Dataset entries
****

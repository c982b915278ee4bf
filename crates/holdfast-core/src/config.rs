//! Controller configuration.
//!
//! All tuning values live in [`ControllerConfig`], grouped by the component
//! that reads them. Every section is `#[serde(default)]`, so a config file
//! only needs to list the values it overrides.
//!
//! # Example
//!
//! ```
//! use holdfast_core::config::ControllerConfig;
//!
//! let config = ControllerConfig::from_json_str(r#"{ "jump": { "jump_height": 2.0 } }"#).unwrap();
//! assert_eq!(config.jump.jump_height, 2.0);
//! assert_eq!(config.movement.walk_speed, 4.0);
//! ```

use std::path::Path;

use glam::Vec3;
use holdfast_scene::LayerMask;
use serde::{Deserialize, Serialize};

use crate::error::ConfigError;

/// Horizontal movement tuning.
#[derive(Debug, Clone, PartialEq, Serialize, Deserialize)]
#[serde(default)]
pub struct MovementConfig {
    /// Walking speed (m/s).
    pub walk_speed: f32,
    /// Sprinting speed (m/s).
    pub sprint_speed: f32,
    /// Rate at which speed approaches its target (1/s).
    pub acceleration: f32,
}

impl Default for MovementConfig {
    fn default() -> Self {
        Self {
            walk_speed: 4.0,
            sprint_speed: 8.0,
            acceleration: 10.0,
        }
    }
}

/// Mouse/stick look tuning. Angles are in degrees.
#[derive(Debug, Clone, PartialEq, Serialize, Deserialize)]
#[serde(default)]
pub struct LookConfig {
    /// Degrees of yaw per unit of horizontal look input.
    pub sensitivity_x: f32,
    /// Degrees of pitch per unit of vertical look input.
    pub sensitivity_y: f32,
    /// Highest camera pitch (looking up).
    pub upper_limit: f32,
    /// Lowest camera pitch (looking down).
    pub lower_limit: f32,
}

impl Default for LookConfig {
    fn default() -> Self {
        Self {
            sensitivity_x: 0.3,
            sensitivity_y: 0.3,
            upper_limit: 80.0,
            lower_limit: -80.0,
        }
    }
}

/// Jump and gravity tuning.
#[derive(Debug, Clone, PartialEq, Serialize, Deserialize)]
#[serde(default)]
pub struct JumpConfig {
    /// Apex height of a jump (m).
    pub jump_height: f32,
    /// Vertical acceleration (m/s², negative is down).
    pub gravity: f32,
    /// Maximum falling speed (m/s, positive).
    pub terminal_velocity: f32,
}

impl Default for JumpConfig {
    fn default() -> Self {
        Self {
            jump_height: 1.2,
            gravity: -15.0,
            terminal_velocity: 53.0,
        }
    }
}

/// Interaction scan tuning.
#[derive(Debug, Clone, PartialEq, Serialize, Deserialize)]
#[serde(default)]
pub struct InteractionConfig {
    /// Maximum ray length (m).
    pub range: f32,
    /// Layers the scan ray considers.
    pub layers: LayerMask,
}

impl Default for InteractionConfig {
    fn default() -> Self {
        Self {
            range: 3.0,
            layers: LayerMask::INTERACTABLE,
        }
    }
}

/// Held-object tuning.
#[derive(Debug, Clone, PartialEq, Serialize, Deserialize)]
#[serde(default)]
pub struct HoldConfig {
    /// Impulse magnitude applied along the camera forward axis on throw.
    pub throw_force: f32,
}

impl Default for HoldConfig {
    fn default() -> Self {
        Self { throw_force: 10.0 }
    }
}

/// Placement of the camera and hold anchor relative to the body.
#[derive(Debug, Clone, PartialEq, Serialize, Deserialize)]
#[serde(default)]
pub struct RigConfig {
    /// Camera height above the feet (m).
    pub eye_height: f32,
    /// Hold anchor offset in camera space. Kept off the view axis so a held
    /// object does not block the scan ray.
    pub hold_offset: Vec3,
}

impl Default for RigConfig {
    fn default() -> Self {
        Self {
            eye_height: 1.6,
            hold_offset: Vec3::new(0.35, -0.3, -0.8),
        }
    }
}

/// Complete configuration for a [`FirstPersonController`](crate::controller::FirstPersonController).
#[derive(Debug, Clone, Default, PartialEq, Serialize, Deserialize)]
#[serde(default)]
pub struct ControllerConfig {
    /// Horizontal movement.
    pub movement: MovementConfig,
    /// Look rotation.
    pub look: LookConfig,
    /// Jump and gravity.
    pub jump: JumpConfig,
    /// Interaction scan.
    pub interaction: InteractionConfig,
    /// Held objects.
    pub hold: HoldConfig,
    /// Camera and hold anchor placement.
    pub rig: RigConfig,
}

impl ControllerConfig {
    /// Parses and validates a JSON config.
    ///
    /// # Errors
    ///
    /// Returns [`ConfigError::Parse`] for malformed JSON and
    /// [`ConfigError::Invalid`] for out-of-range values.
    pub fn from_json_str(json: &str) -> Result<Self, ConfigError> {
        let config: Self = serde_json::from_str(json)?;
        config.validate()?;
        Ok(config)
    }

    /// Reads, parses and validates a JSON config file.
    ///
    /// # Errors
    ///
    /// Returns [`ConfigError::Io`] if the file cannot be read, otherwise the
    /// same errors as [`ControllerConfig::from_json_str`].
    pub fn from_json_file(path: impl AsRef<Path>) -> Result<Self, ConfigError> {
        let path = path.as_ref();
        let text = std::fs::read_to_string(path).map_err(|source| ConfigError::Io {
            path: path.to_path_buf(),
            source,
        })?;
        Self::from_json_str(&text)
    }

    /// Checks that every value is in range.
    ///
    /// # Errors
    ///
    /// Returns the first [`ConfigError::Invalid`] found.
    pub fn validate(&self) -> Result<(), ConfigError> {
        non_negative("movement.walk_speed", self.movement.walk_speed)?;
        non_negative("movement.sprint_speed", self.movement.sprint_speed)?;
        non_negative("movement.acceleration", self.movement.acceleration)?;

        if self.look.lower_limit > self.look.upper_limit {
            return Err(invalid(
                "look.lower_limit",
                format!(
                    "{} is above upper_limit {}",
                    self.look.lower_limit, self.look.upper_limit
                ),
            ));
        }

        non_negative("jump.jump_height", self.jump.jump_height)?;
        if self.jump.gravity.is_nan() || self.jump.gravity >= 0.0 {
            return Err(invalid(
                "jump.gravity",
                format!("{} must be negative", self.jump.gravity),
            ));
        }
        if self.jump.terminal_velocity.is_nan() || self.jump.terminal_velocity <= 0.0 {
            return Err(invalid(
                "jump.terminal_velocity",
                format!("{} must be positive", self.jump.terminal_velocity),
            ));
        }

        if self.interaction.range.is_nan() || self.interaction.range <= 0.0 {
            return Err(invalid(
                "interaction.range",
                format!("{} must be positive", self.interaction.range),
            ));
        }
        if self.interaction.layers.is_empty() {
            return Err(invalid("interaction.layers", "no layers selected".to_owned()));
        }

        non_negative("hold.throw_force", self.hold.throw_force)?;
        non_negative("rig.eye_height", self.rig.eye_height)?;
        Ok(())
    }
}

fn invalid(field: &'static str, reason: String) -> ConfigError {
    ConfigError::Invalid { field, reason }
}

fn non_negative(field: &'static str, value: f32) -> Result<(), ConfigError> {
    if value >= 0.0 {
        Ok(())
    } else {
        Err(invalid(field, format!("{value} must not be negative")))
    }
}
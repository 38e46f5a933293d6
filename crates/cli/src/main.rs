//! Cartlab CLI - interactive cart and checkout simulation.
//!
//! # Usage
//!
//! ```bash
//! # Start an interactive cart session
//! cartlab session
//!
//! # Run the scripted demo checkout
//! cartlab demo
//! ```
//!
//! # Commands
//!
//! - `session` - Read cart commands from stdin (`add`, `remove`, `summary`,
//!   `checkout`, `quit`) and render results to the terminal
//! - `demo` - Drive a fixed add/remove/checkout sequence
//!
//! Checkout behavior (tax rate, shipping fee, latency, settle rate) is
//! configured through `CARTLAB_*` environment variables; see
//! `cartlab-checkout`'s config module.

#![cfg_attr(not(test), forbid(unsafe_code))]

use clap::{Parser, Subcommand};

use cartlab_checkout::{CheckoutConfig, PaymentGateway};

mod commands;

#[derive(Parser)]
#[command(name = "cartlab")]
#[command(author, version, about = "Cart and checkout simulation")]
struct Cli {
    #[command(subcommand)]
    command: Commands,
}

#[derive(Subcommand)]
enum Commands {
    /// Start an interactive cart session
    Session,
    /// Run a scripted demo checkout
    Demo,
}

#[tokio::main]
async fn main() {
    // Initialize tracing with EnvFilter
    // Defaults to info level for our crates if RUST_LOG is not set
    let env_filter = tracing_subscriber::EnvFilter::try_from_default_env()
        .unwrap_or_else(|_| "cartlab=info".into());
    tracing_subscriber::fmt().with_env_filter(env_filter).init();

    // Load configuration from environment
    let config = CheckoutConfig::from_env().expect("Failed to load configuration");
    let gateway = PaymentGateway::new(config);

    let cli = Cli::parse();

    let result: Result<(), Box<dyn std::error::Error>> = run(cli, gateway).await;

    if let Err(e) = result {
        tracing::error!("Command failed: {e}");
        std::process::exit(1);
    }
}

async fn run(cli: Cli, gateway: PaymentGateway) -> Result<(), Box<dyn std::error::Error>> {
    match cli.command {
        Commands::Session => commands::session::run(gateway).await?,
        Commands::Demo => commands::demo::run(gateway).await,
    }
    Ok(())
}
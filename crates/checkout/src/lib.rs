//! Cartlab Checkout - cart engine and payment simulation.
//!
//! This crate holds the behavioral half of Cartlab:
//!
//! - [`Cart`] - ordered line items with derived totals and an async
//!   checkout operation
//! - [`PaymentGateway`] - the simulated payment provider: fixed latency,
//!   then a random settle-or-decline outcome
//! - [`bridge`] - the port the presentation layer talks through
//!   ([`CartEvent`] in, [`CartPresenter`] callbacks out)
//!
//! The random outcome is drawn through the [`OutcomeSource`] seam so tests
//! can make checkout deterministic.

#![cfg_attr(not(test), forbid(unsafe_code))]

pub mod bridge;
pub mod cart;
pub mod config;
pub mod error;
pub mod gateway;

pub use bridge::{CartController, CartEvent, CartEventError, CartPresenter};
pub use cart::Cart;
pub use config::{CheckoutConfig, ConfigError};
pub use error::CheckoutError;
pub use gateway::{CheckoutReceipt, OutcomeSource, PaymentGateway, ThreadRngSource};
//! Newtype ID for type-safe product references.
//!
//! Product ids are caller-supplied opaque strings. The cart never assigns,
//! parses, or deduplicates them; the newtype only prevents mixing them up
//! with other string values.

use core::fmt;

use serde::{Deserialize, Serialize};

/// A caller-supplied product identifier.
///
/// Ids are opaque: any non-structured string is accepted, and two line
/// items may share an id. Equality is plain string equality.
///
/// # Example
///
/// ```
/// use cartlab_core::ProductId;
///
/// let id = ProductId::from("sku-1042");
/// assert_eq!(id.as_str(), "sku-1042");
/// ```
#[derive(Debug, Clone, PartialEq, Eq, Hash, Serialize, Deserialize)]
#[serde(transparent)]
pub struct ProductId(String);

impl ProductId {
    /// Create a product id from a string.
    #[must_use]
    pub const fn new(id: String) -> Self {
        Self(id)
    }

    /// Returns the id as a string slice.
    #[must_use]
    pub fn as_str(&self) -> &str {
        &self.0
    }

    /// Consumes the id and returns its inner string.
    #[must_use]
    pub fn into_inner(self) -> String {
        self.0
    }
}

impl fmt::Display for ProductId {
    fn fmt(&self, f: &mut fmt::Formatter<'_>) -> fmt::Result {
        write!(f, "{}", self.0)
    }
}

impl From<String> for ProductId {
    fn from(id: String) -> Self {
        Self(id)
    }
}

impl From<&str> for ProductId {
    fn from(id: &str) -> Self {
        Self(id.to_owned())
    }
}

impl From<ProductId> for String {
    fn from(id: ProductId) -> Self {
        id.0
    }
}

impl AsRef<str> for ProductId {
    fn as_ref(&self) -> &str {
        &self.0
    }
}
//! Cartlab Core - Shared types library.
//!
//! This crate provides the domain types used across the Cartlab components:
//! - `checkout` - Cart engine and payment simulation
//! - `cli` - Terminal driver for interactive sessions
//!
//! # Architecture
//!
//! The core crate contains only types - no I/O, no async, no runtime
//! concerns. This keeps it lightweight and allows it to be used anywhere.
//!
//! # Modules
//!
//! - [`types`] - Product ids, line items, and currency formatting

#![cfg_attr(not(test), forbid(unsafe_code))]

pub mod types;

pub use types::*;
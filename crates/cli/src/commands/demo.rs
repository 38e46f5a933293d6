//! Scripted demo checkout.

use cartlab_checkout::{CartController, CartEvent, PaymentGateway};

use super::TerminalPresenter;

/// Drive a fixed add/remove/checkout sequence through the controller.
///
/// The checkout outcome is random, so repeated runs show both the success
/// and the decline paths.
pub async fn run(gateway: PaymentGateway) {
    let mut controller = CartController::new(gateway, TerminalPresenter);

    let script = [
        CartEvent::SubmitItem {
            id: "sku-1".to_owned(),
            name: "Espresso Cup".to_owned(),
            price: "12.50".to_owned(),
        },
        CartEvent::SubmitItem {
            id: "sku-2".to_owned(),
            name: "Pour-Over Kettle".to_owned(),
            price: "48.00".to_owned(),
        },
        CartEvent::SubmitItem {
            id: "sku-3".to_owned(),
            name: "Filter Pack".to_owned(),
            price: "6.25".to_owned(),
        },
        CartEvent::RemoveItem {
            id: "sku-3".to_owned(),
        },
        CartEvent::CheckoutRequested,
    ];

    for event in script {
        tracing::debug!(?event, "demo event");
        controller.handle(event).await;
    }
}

****

Task instructions
Please return every line of the records that contains the word "HoldConfig".

Exercise result
pub struct HoldConfig {
impl Default for HoldConfig {
    pub hold: HoldConfig,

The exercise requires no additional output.